Microservices is here to stay and we can witness the increasing popularity and the maturing technology stack which facilitate microservices. In this great article which explains about the maturity of microservices and the 2.0 stack, it mentions three key aspects.

  1. Service mesh
  2. Matured orchestrators
  3. RPC based service protocols.

This post focuses on the communication infrastructure in Service Fabric. Service Mesh is about the communication infrastructure in a microservices / distributed system platform.

First, let’s look at What is a service mesh ?  In the simplest explanation, service mesh is all about service to service communication. Say, service A wants to talk to service B, then Service A should have all the network and communication functionality and the corresponding implementations, in addition to its business logic. Implementation of the the network functionality makes the service development complex and unnecessarily big.

Service mesh abstracts all or the majority of the networking and communications functionality from a service by providing a communication infrastructure, allowing the services to remain clean with their own business logic.

So with that high level understanding if we do some googling and summarize the results, we will have a definition of a service mesh, with these two key attributes.

  • Service mesh is a network infrastructure layer
  • Primary (or the sole) purpose is to facilitate the service to service communication in cloud native applications.

Cloud native ?? – (wink) do not bother much on that, for the sake of this article, it is safe to assume a distributed system’s service communication.

imgpsh_fullsize

Modern service mesh implementations are proxies which run as sidecar for the services. Generally an agent runs on each node and the services run on the node talk to the proxy and proxy does the service resolution and perform communication.

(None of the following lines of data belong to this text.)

//! [`Circle`]-related definitions.

use derive_more::{Display, From, Into};
use futures::{future, TryFutureExt as _};
use juniper::{graphql_object, GraphQLEnum, GraphQLInputObject, GraphQLScalar};
use service::{domain, query, read, Query as _};
use tokio::sync::OnceCell;
use uuid::Uuid;

use crate::{api, error, AsError, Context, Error};

/// A circle selling items at the event.
#[derive(Clone, Debug)]
pub struct Circle {
    /// ID of this [`Circle`].
    id: Id,

    /// Underlying [`domain::Circle`].
    circle: OnceCell<domain::Circle>,
}

impl From<domain::Circle> for Circle {
    fn from(circle: domain::Circle) -> Self {
        Self {
            id: circle.id.into(),
            circle: OnceCell::new_with(Some(circle)),
        }
    }
}

impl Circle {
    /// Creates a new [`Circle`] with the provided ID.
    ///
    /// # Safety
    ///
    /// Caller must ensure that [`Circle`] with the provided ID exists,
    /// otherwise accessing this [`Circle`] will result with an error.
    #[expect(unsafe_code, reason = "bypass")]
    #[must_use]
    pub unsafe fn new_unchecked(id: impl Into<Id>) -> Self {
        Self {
            id: id.into(),
            circle: OnceCell::new(),
        }
    }

    /// Returns the underlying [`domain::Circle`].
    ///
    /// # Errors
    ///
    /// Errors if the [`domain::Circle`] doesn't exist.
    async fn circle(&self, ctx: &Context) -> Result<&domain::Circle, Error> {
        let id = self.id.into();
        self.circle
            .get_or_try_init(|| {
                ctx.service()
                    .execute(query::circle::ById::by(id))
                    .map_err(AsError::into_error)
                    .map_err(ctx.error())
                    .and_then(|c| {
                        future::ready(c.ok_or_else(|| {
                            error::CircleError::NotExists.into()
                        }))
                    })
            })
            .await
    }
}

/// A circle selling items at the event.
#[graphql_object(context = Context)]
impl Circle {
    /// Unique identifier of this `Circle`.
    #[tracing::instrument(
        skip_all,
        fields(
            gql.name = "Circle.id",
            otel.name = api::Query::SPAN_NAME,
        ),
    )]
    pub fn id(&self) -> Id {
        self.id
    }

    /// Name of this `Circle`.
    #[tracing::instrument(
        skip_all,
        fields(
            gql.name = "Circle.name",
            otel.name = api::Query::SPAN_NAME,
        ),
    )]
    pub async fn name(&self, ctx: &Context) -> Result<Name, Error> {
        Ok(self.circle(ctx).await?.name.clone().into())
    }

    /// Day of the event this `Circle` operates on.
    #[tracing::instrument(
        skip_all,
        fields(
            gql.name = "Circle.day",
            otel.name = api::Query::SPAN_NAME,
        ),
    )]
    pub async fn day(&self, ctx: &Context) -> Result<Day, Error> {
        Ok(self.circle(ctx).await?.day.into())
    }

    /// Wing of the venue this `Circle` is located in.
    #[tracing::instrument(
        skip_all,
        fields(
            gql.name = "Circle.wing",
            otel.name = api::Query::SPAN_NAME,
        ),
    )]
    pub async fn wing(&self, ctx: &Context) -> Result<Wing, Error> {
        Ok(self.circle(ctx).await?.wing.into())
    }

    /// Booth code of this `Circle` inside its wing.
    #[tracing::instrument(
        skip_all,
        fields(
            gql.name = "Circle.place",
            otel.name = api::Query::SPAN_NAME,
        ),
    )]
    pub async fn place(&self, ctx: &Context) -> Result<Place, Error> {
        Ok(self.circle(ctx).await?.place.clone().into())
    }

    /// Human-readable location of this `Circle`, like `1日目 西 ま42b`.
    #[tracing::instrument(
        skip_all,
        fields(
            gql.name = "Circle.locationLabel",
            otel.name = api::Query::SPAN_NAME,
        ),
    )]
    pub async fn location_label(
        &self,
        ctx: &Context,
    ) -> Result<String, Error> {
        Ok(self.circle(ctx).await?.location_label())
    }

    /// Indicator whether this `Circle` has been removed from the catalog.
    #[tracing::instrument(
        skip_all,
        fields(
            gql.name = "Circle.deleted",
            otel.name = api::Query::SPAN_NAME,
        ),
    )]
    pub async fn deleted(&self, ctx: &Context) -> Result<bool, Error> {
        Ok(self.circle(ctx).await?.deleted)
    }
}

/// Unique identifier of a `Circle`.
#[derive(
    Clone, Copy, Debug, Display, Eq, From, GraphQLScalar, Into, PartialEq,
)]
#[from(domain::circle::Id)]
#[into(domain::circle::Id)]
#[graphql(name = "CircleId", transparent)]
pub struct Id(Uuid);

/// Name of a `Circle`.
#[derive(Clone, Debug, Display, Eq, From, GraphQLScalar, Into, PartialEq)]
#[from(domain::circle::Name)]
#[into(domain::circle::Name)]
#[graphql(name = "CircleName", transparent)]
pub struct Name(String);

/// Booth code of a `Circle`.
#[derive(Clone, Debug, Display, Eq, From, GraphQLScalar, Into, PartialEq)]
#[from(domain::circle::Place)]
#[into(domain::circle::Place)]
#[graphql(name = "CirclePlace", transparent)]
pub struct Place(String);

/// Day of the event.
#[derive(Clone, Copy, Debug, Eq, GraphQLEnum, Hash, PartialEq)]
#[graphql(name = "CircleDay")]
pub enum Day {
    /// First day of the event.
    First,

    /// Second day of the event.
    Second,
}

impl From<domain::circle::Day> for Day {
    fn from(day: domain::circle::Day) -> Self {
        use domain::circle::Day as D;
        match day {
            D::First => Self::First,
            D::Second => Self::Second,
        }
    }
}

impl From<Day> for domain::circle::Day {
    fn from(day: Day) -> Self {
        match day {
            Day::First => Self::First,
            Day::Second => Self::Second,
        }
    }
}

/// Building section of the venue.
#[derive(Clone, Copy, Debug, Eq, GraphQLEnum, Hash, PartialEq)]
#[graphql(name = "CircleWing")]
pub enum Wing {
    /// West wing.
    West,

    /// East wing.
    East,

    /// South wing.
    South,
}

impl From<domain::circle::Wing> for Wing {
    fn from(wing: domain::circle::Wing) -> Self {
        use domain::circle::Wing as W;
        match wing {
            W::West => Self::West,
            W::East => Self::East,
            W::South => Self::South,
        }
    }
}

impl From<Wing> for domain::circle::Wing {
    fn from(wing: Wing) -> Self {
        match wing {
            Wing::West => Self::West,
            Wing::East => Self::East,
            Wing::South => Self::South,
        }
    }
}

/// Condition selecting `Circle`s of the catalog.
///
/// Omitting any of the fields makes the condition match no `Circle` at all.
#[derive(Clone, Debug, Eq, GraphQLInputObject, PartialEq)]
#[graphql(name = "CircleCondition")]
pub struct Condition {
    /// Text the `Circle` name should contain (case-sensitive). Empty text
    /// matches any name.
    pub name: Option<String>,

    /// Text the `Circle` place should contain (case-sensitive). Empty text
    /// matches any place.
    pub place: Option<String>,

    /// Checked days. `Circle`s of unchecked days are not selected.
    pub days: Option<Vec<Day>>,

    /// Checked wings. `Circle`s of unchecked wings are not selected.
    pub wings: Option<Vec<Wing>>,
}

impl From<Condition> for read::circle::Condition {
    fn from(cond: Condition) -> Self {
        let Condition {
            name,
            place,
            days,
            wings,
        } = cond;
        Self {
            name,
            place,
            days: days.map(|d| {
                read::circle::Toggles::checked(
                    d.into_iter().map(domain::circle::Day::from),
                )
            }),
            wings: wings.map(|w| {
                read::circle::Toggles::checked(
                    w.into_iter().map(domain::circle::Wing::from),
                )
            }),
        }
    }
}

#[cfg(test)]
mod spec {
    use service::read;

    use super::{Condition, Day, Wing};

    #[test]
    fn converts_checked_lists_into_toggles() {
        let cond = read::circle::Condition::from(Condition {
            name: Some("A".into()),
            place: Some(String::new()),
            days: Some(vec![Day::Second]),
            wings: Some(vec![Wing::West, Wing::South]),
        });

        let days = cond.days.unwrap();
        assert!(!days.is_on(service::domain::circle::Day::First));
        assert!(days.is_on(service::domain::circle::Day::Second));

        let wings = cond.wings.unwrap();
        assert!(wings.is_on(service::domain::circle::Wing::West));
        assert!(!wings.is_on(service::domain::circle::Wing::East));
        assert!(wings.is_on(service::domain::circle::Wing::South));
    }

    #[test]
    fn keeps_omitted_fields_unset() {
        let cond = read::circle::Condition::from(Condition {
            name: None,
            place: None,
            days: None,
            wings: Some(vec![]),
        });

        assert_eq!(cond.name, None);
        assert_eq!(cond.place, None);
        assert!(cond.days.is_none());
        assert_eq!(cond.wings, Some(read::circle::Toggles::default()));
    }
}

When Service A wants to talk to Service B

  1. When service A calls its local proxy with the request.
  2. The local proxy perform service resolution and makes the request to Service B
  3. Service B replies to the proxy running in Container 1
  4. Service A receives the response from its local proxy
  5. Service B’s local proxy is NOT used in this communication. Only the caller needs a proxy not the respondent.
  6. Service A is NOT aware of service resolution, resiliency and other network functionalities required to make this call.

There are notable service mesh implementations in the market, Linkered and Istio are quite famous and Conduit is another one and many more in the market. This is a good article explaining those different service mesh technologies.

The mentioned service mesh implementations are known in the Kubernetes and Docker based microservices, but what about service mesh in Service Fabric. 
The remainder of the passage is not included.